The problem: Transcribe each record below character for character.

Records supplied:
■ ■ ■ ■ ■ ■ ■

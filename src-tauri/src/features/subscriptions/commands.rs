use super::models::{to_views, SubscriptionView};
use super::store::status_for_error;
use crate::shared::errors::{AppError, AppResult};
use crate::AppState;
use log::info;
use tauri::{AppHandle, State};
use tauri_plugin_opener::OpenerExt;
use url::Url;

/// 現在のサブスクリプション一覧を取得する
///
/// # 引数
/// * `state` - アプリケーション状態
///
/// # 戻り値
/// 表示用の一覧（バックエンドの順序のまま）、または失敗時はエラーメッセージ
#[tauri::command]
pub async fn get_subscriptions(
    state: State<'_, AppState>,
) -> Result<Vec<SubscriptionView>, String> {
    let records = state.store.snapshot()?;
    Ok(to_views(&records, &state.zone))
}

/// バックエンドから一覧を再取得する
///
/// 取得中・完了・失敗のステータスメッセージを更新する。
/// 失敗した場合は既存の一覧を残し、ステータスメッセージをエラーとして返す。
#[tauri::command]
pub async fn refresh_subscriptions(
    state: State<'_, AppState>,
) -> Result<Vec<SubscriptionView>, String> {
    let records = state
        .store
        .refresh_with_status(&*state.source)
        .await
        .map_err(|e| status_for_error(&e))?;

    Ok(to_views(&records, &state.zone))
}

/// 現在のステータスメッセージを取得する
#[tauri::command]
pub fn get_status_message(state: State<'_, AppState>) -> String {
    state.store.status_message()
}

/// サブスクリプションのサイトを既定のブラウザで開く
#[tauri::command]
pub async fn open_subscription_site(app: AppHandle, site: String) -> Result<(), String> {
    let url = validate_site_url(&site)?;

    info!("サイトを開きます: {url}");
    app.opener()
        .open_url(url.as_str(), None::<&str>)
        .map_err(|e| format!("無法開啟網站：{e}"))
}

/// サイトURLのバリデーション（http/httpsのみ許可）
fn validate_site_url(site: &str) -> AppResult<Url> {
    let site = site.trim();
    if site.is_empty() {
        return Err(AppError::validation("網站網址為空"));
    }

    let url = Url::parse(site).map_err(|e| AppError::validation(format!("網址格式不正確：{e}")))?;
    match url.scheme() {
        "http" | "https" => Ok(url),
        scheme => Err(AppError::validation(format!("不支援的網址類型：{scheme}"))),
    }
}

#[cfg(test)]
mod tests {
    use super::*;

    #[test]
    fn test_validate_site_url_accepts_web_urls() {
        let url = validate_site_url(" https://www.netflix.com/account ").unwrap();
        assert_eq!(url.host_str(), Some("www.netflix.com"));
        assert!(validate_site_url("http://example.com").is_ok());
    }

    #[test]
    fn test_validate_site_url_rejects_other_values() {
        assert!(validate_site_url("").is_err());
        assert!(validate_site_url("netflix.com").is_err());
        assert!(validate_site_url("file:///C:/Windows/system32/calc.exe").is_err());
        assert!(matches!(
            validate_site_url("javascript:alert(1)"),
            Err(AppError::Validation(_))
        ));
    }
}
use crate::features::subscriptions::models::Subscription;
use chrono::{Duration, NaiveDate, NaiveDateTime};
use serde::Serialize;

/// 期限が近いと判定する日数（今日を含めて today..=today+3）
pub const EXPIRY_WINDOW_DAYS: i64 = 3;

/// 期限が近いサブスクリプション
#[derive(Debug, Clone, PartialEq, Serialize)]
pub struct ExpiringSubscription {
    pub id: String,
    pub name: Option<String>,
    pub next_date: NaiveDateTime,
}

/// 期限判定の対象期間 `[today, today + 3日]`（両端を含む）
#[derive(Debug, Clone, Copy, PartialEq, Eq)]
pub struct ExpiryWindow {
    pub start: NaiveDate,
    pub end: NaiveDate,
}

impl ExpiryWindow {
    pub fn starting(today: NaiveDate) -> Self {
        Self {
            start: today,
            end: today + Duration::days(EXPIRY_WINDOW_DAYS),
        }
    }

    pub fn contains(&self, date: NaiveDate) -> bool {
        self.start <= date && date <= self.end
    }
}

/// 期限が近いサブスクリプションを抽出する
///
/// 次回請求日が未設定のものは除外する。並び順は入力順のまま。
pub fn filter_expiring(records: &[Subscription], today: NaiveDate) -> Vec<ExpiringSubscription> {
    let window = ExpiryWindow::starting(today);

    records
        .iter()
        .filter_map(|record| {
            let next_date = record.next_date?;
            record
                .next_billing_date()
                .is_some_and(|date| window.contains(date))
                .then(|| ExpiringSubscription {
                    id: record.id.clone(),
                    name: record.name.clone(),
                    next_date,
                })
        })
        .collect()
}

■ ■ ■ ■ ■ ■ ■

Your solution:
filename src-tauri/src/features/subscriptions/commands.rs
use super::models::{to_views, SubscriptionView};
use super::store::status_for_error;
use crate::shared::errors::{AppError, AppResult};
use crate::AppState;
use log::info;
use tauri::{AppHandle, State};
use tauri_plugin_opener::OpenerExt;
use url::Url;

/// 現在のサブスクリプション一覧を取得する
///
/// # 引数
/// * `state` - アプリケーション状態
///
/// # 戻り値
/// 表示用の一覧（バックエンドの順序のまま）、または失敗時はエラーメッセージ
#[tauri::command]
pub async fn get_subscriptions(
    state: State<'_, AppState>,
) -> Result<Vec<SubscriptionView>, String> {
    let records = state.store.snapshot()?;
    Ok(to_views(&records, &state.zone))
}

/// バックエンドから一覧を再取得する
///
/// 取得中・完了・失敗のステータスメッセージを更新する。
/// 失敗した場合は既存の一覧を残し、ステータスメッセージをエラーとして返す。
#[tauri::command]
pub async fn refresh_subscriptions(
    state: State<'_, AppState>,
) -> Result<Vec<SubscriptionView>, String> {
    let records = state
        .store
        .refresh_with_status(&*state.source)
        .await
        .map_err(|e| status_for_error(&e))?;

    Ok(to_views(&records, &state.zone))
}

/// 現在のステータスメッセージを取得する
#[tauri::command]
pub fn get_status_message(state: State<'_, AppState>) -> String {
    state.store.status_message()
}

/// サブスクリプションのサイトを既定のブラウザで開く
#[tauri::command]
pub async fn open_subscription_site(app: AppHandle, site: String) -> Result<(), String> {
    let url = validate_site_url(&site)?;

    info!("サイトを開きます: {url}");
    app.opener()
        .open_url(url.as_str(), None::<&str>)
        .map_err(|e| format!("無法開啟網站：{e}"))
}

/// サイトURLのバリデーション（http/httpsのみ許可）
fn validate_site_url(site: &str) -> AppResult<Url> {
    let site = site.trim();
    if site.is_empty() {
        return Err(AppError::validation("網站網址為空"));
    }

    let url = Url::parse(site).map_err(|e| AppError::validation(format!("網址格式不正確：{e}")))?;
    match url.scheme() {
        "http" | "https" => Ok(url),
        scheme => Err(AppError::validation(format!("不支援的網址類型：{scheme}"))),
    }
}

#[cfg(test)]
mod tests {
    use super::*;

    #[test]
    fn test_validate_site_url_accepts_web_urls() {
        let url = validate_site_url(" https://www.netflix.com/account ").unwrap();
        assert_eq!(url.host_str(), Some("www.netflix.com"));
        assert!(validate_site_url("http://example.com").is_ok());
    }

    #[test]
    fn test_validate_site_url_rejects_other_values() {
        assert!(validate_site_url("").is_err());
        assert!(validate_site_url("netflix.com").is_err());
        assert!(validate_site_url("file:///C:/Windows/system32/calc.exe").is_err());
        assert!(matches!(
            validate_site_url("javascript:alert(1)"),
            Err(AppError::Validation(_))
        ));
    }
}
use crate::features::subscriptions::models::Subscription;
use chrono::{Duration, NaiveDate, NaiveDateTime};
use serde::Serialize;

/// 期限が近いと判定する日数（今日を含めて today..=today+3）
pub const EXPIRY_WINDOW_DAYS: i64 = 3;

/// 期限が近いサブスクリプション
#[derive(Debug, Clone, PartialEq, Serialize)]
pub struct ExpiringSubscription {
    pub id: String,
    pub name: Option<String>,
    pub next_date: NaiveDateTime,
}

/// 期限判定の対象期間 `[today, today + 3日]`（両端を含む）
#[derive(Debug, Clone, Copy, PartialEq, Eq)]
pub struct ExpiryWindow {
    pub start: NaiveDate,
    pub end: NaiveDate,
}

impl ExpiryWindow {
    pub fn starting(today: NaiveDate) -> Self {
        Self {
            start: today,
            end: today + Duration::days(EXPIRY_WINDOW_DAYS),
        }
    }

    pub fn contains(&self, date: NaiveDate) -> bool {
        self.start <= date && date <= self.end
    }
}

/// 期限が近いサブスクリプションを抽出する
///
/// 次回請求日が未設定のものは除外する。並び順は入力順のまま。
pub fn filter_expiring(records: &[Subscription], today: NaiveDate) -> Vec<ExpiringSubscription> {
    let window = ExpiryWindow::starting(today);

    records
        .iter()
        .filter_map(|record| {
            let next_date = record.next_date?;
            record
                .next_billing_date()
                .is_some_and(|date| window.contains(date))
                .then(|| ExpiringSubscription {
                    id: record.id.clone(),
                    name: record.name.clone(),
                    next_date,
                })
        })
        .collect()
}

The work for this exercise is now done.